9.2.2. Celery flower¶
For assessing performance of calculations the library Celery Flower is used. Refer to the official docs for more information.
To setup Flower on a remote server with Django you have to use the proxy server. For safety setup a htpasswd file in the nginx configuration.
See example configuration here for nginx with Celery Flower (adjust to your needs)
example_nginx_flower
For RabbitMQ the management plugin has to be enabled:
$ sudo rabbitmq-plugins enable rabbitmq_management
An example to start flower (make sure you are in the project root):
$ flower -A ramasceneMasterProject –port=5555 -Q modelling,calc_default –broker=amqp://guest:guest@localhost:5672// –broker_api=http://guest:guest@localhost:15672/api/ –url_prefix=flower
In turn you can access flower via the web browser with <domain>/flower/.
9.2.3. Settings for Celery¶
The following settings are in place:
- [Django settings] CELERY_WORKER_MAX_TASKS_PER_CHILD = 1
- [env. variable] OPENBLAS_NUM_THREADS=2 for default calculations
- [env. variable] OPENBLAS_NUM_THREADS=5 for modelling calculations
- [Celery] –concurrency 1 for default calculations
- [Celery] –concurrency 1 for modelling calculations
Each Celery queue has its own dedicated worker (1 worker for default and 1 worker for modelling)
9.2.4. Testing scenarios and simultaneous requests¶
The longest calculation route is the one with the selections TreeMap and Consumption view. For simplicity we use “value added” as the indicator coupled with “total” for product and countries. All scenarios use this selection. For modelling we select “totals” for all categories except “consumed by” which contains the “S: Agriculture, hunting and forestry” aggregate. A single technical change is set to an arbitrary value of 100.
- Scenario A [Analytical]: 30 analytical request whereby 17 requests cover all years. and 13 request use the year 2011.
- Scenario B [Modelling]: 30 modelling request whereby 17 requests cover all years. and 13 request use the year 2011. All requests do heavy calculations covering the modelling of intermediates.
- Scenario C [Analytical + Modelling]: 15 requests over 15 different years for analytical and 15 request over 15 different years for modelling.
Idle MEM use at point before load test: 572M
9.2.5. Results scenario A¶
- Max. time for a given task: 8.3 sec.
- Total time for the last user to finish the task: 4 min. and 58 sec.
- Highest detected MEM load: 2.87G (includes the idle MEM)
Conclusion:
The queued task in the right bottom plot show expected behaviour due to the concurrency set to 1. The time in queue for a given task is relatively long compared to the time take to do calculations. This was expected as the CPU use is limited coupled with no simultaneous requests.
9.2.6. Results scenario B¶
- Max. time for a given task: 48.97 sec.
- Total time for the last user to finish the task: 22 min. 59 sec.
- Highest detected MEM load: 3.49G (includes the idle MEM)
- Execution time of the first task: 46.09 sec.
Conclusion:
CPU use is less limited for modelling and it can use 5 cores if needed, however that only speeds up execution time.

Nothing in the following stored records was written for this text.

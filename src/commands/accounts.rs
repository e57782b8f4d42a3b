// Copyright (c) 2025 Soumyadip Sarkar.
// All rights reserved.
//
// This source code is licensed under the license found in the
// LICENSE file in the root directory of this source tree.

use crate::commands::{balances, currencies};
use crate::error::{LedgerError, LedgerResult};
use crate::models::{Account, AccountOverview};
use crate::utils::{
    check_precision, fmt_money, maybe_print_json, now, parse_color, parse_datetime, parse_decimal,
    pretty_table,
};
use anyhow::Result;
use rusqlite::{Connection, OptionalExtension, params};
use rust_decimal::Decimal;
use serde::Deserialize;

pub const DEFAULT_COLOR: &str = "#1c7ed6";

#[derive(Debug, Clone, Deserialize)]
pub struct AccountInput {
    pub description: String,
    pub starting_saldo: Decimal,
    /// ISO-8601 or `DD.MM.YYYY[ HH:MM]`.
    pub date_created: String,
    pub currency_id: i64,
    pub color: Option<String>,
    pub order: Option<i64>,
}

/// Fetches an account of `owner`. Another owner's account is reported
/// exactly like a missing one.
pub fn get_account(conn: &Connection, owner: i64, id: i64) -> LedgerResult<Account> {
    conn.query_row(
        &format!(
            "SELECT {} FROM accounts WHERE id=?1 AND user_id=?2",
            Account::COLUMNS
        ),
        params![id, owner],
        Account::from_row,
    )
    .optional()?
    .ok_or(LedgerError::NotFound("account"))
}

pub fn find_by_description(conn: &Connection, owner: i64, description: &str) -> LedgerResult<Account> {
    conn.query_row(
        &format!(
            "SELECT {} FROM accounts WHERE description=?1 AND user_id=?2",
            Account::COLUMNS
        ),
        params![description.trim(), owner],
        Account::from_row,
    )
    .optional()?
    .ok_or(LedgerError::NotFound("account"))
}

pub fn create_account(conn: &Connection, owner: i64, input: AccountInput) -> LedgerResult<Account> {
    let description = input.description.trim().to_string();
    if description.is_empty() {
        return Err(LedgerError::validation("Account description must not be empty"));
    }
    let currency = currencies::get(conn, input.currency_id)?;
    if input.starting_saldo < Decimal::ZERO {
        return Err(LedgerError::validation("Starting saldo must not be negative"));
    }
    check_precision(input.starting_saldo, &currency, "Starting saldo")?;
    let date_created = parse_datetime(&input.date_created)?;
    if date_created > now() {
        return Err(LedgerError::validation(
            "Account can't have been created in the future!",
        ));
    }
    let color = match input.color.as_deref() {
        Some(c) => parse_color(c)?,
        None => DEFAULT_COLOR.to_string(),
    };
    let order = match input.order {
        Some(o) => o,
        None => conn.query_row(
            "SELECT COALESCE(MAX(sort_order), 0) + 1 FROM accounts WHERE user_id=?1",
            params![owner],
            |r| r.get(0),
        )?,
    };
    conn.execute(
        "INSERT INTO accounts(description, starting_saldo, date_created, currency_id, user_id, color, sort_order)
         VALUES (?1, ?2, ?3, ?4, ?5, ?6, ?7)",
        params![
            description,
            input.starting_saldo.to_string(),
            date_created,
            currency.id,
            owner,
            color,
            order
        ],
    )
    .map_err(|e| {
        LedgerError::from(e).or_duplicate("Account with same description or order already exists!")
    })?;
    let id = conn.last_insert_rowid();
    tracing::info!(owner, account = id, currency = %currency.code, "account created");
    Ok(Account {
        id,
        description,
        starting_saldo: input.starting_saldo,
        date_created,
        currency_id: currency.id,
        user_id: owner,
        color,
        order,
    })
}

pub fn list_accounts(conn: &Connection, owner: i64) -> LedgerResult<Vec<AccountOverview>> {
    let mut stmt = conn.prepare(&format!(
        "SELECT {} FROM accounts WHERE user_id=?1 ORDER BY sort_order",
        Account::COLUMNS
    ))?;
    let rows = stmt.query_map(params![owner], Account::from_row)?;
    let mut accounts = Vec::new();
    for row in rows {
        accounts.push(row?);
    }
    let mut out = Vec::with_capacity(accounts.len());
    for account in accounts {
        let currency = currencies::get(conn, account.currency_id)?;
        let saldo = balances::running_balance(conn, owner, account.id, None)?;
        out.push(AccountOverview {
            account,
            currency,
            saldo,
        });
    }
    Ok(out)
}

pub fn handle(conn: &Connection, owner: i64, m: &clap::ArgMatches) -> Result<()> {
    match m.subcommand() {
        Some(("add", sub)) => {
            let currency = match sub.get_one::<String>("currency") {
                Some(code) => currencies::by_code(conn, code)?,
                None => currencies::default_currency(conn)?,
            };
            let date_created = sub
                .get_one::<String>("created")
                .cloned()
                .unwrap_or_else(|| now().to_string());
            let input = AccountInput {
                description: sub.get_one::<String>("name").unwrap().to_string(),
                starting_saldo: parse_decimal(sub.get_one::<String>("saldo").unwrap())?,
                date_created,
                currency_id: currency.id,
                color: sub.get_one::<String>("color").cloned(),
                order: sub.get_one::<i64>("order").copied(),
            };
            let account = create_account(conn, owner, input)?;
            println!(
                "Added account '{}' ({}, starting {})",
                account.description,
                currency.code,
                fmt_money(&account.starting_saldo, &currency)
            );
        }
        Some(("list", sub)) => {
            let items = list_accounts(conn, owner)?;
            if !maybe_print_json(sub.get_flag("json"), sub.get_flag("jsonl"), &items)? {
                let data = items
                    .iter()
                    .map(|o| {
                        vec![
                            o.account.id.to_string(),
                            o.account.description.clone(),
                            o.currency.code.clone(),
                            fmt_money(&o.account.starting_saldo, &o.currency),
                            fmt_money(&o.saldo, &o.currency),
                            o.account.date_created.to_string(),
                        ]
                    })
                    .collect();
                println!(
                    "{}",
                    pretty_table(
                        &["ID", "Account", "CCY", "Starting", "Saldo", "Created"],
                        data
                    )
                );
            }
        }
        _ => {}
    }
    Ok(())
}
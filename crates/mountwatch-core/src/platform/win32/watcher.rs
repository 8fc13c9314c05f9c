/// Mount watcher for Windows.
///
/// Windows gives no blocking wait on "the set of mounted volumes changed",
/// so [`Watcher::watch`] reports [`MountError::WatchUnsupported`] instead of
/// polling. Snapshots are still available: one at construction, and more
/// on demand through [`WindowsWatcher::refresh`].
use super::volumes::{enumerate_volumes, DiskFreeSpaceProbe};
use crate::error::MountError;
use crate::model::Snapshot;
use crate::probe::CapacityProbe;
use crate::watcher::worker::Controller;
use crate::watcher::{SnapshotCell, Watcher};
use crossbeam_channel::Receiver;
use std::sync::Arc;
use tracing::debug;

pub struct WindowsWatcher<P: CapacityProbe + 'static = DiskFreeSpaceProbe> {
    probe: P,
    cell: SnapshotCell,
    controller: Controller,
}

impl WindowsWatcher<DiskFreeSpaceProbe> {
    /// Enumerate all volumes for the initial snapshot.
    pub fn new() -> Result<Self, MountError> {
        Self::with_probe(DiskFreeSpaceProbe)
    }
}

impl<P: CapacityProbe + 'static> WindowsWatcher<P> {
    pub fn with_probe(probe: P) -> Result<Self, MountError> {
        let snapshot = enumerate_volumes(&probe)?;
        debug!(mounts = snapshot.len(), "initial volume enumeration");

        Ok(Self {
            probe,
            cell: SnapshotCell::new(snapshot),
            controller: Controller::new(),
        })
    }

    /// Enumerate again and replace the current snapshot.
    pub fn refresh(&self) -> Result<Arc<Snapshot>, MountError> {
        self.cell.replace(enumerate_volumes(&self.probe)?);
        Ok(self.cell.load())
    }
}

impl<P: CapacityProbe + 'static> Watcher for WindowsWatcher<P> {
    fn mounts(&self) -> Arc<Snapshot> {
        self.cell.load()
    }

    fn watch(&self) -> Result<(), MountError> {
        Err(MountError::WatchUnsupported)
    }

    fn events(&self) -> Receiver<()> {
        self.controller.events()
    }

    fn errors(&self) -> Receiver<MountError> {
        self.controller.errors()
    }

    fn stop(&self) {
        self.controller.stop_with(|| {});
    }
}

The last user still has to wait considerable time as opposed to the analytical queries. The spikes in the two plots on the left show that there are no concurrent requests handled as set in the settings.
9.2.7. Results scenario C¶
- Max. time for a given analytical task: 9.48 sec.
- Total time for the last user to finish the task for analytics: 3 min. 28 sec.
- Max. time for a given modelling task: 49.36 sec.
- Total time for the last user to finish the task for modelling: 11 min. 55 sec.
- Highest detected MEM load: 6.44G (includes the idle MEM)
Conclusion:
As shown in the top left and bottom right graph both workers are active. The analytical queue depletes faster than the modelling queue, which is also expected and desired behaviour. The MEM load has increased as both workers use memory.
9.2.8. Final conclusion¶
Modelling has a significant impact on CPU use, in turn a limit is set on CPU considering the specs of the tested server. This limit results in relatively long waiting time for users doing modelling. To circumvent this either a server with more powerful specs is required or celery can be configured with workers on different machines. In both cases more CPU is required and optimally more memory. If more memory is in place, logically concurrency can be increased however new load tests have to be performed.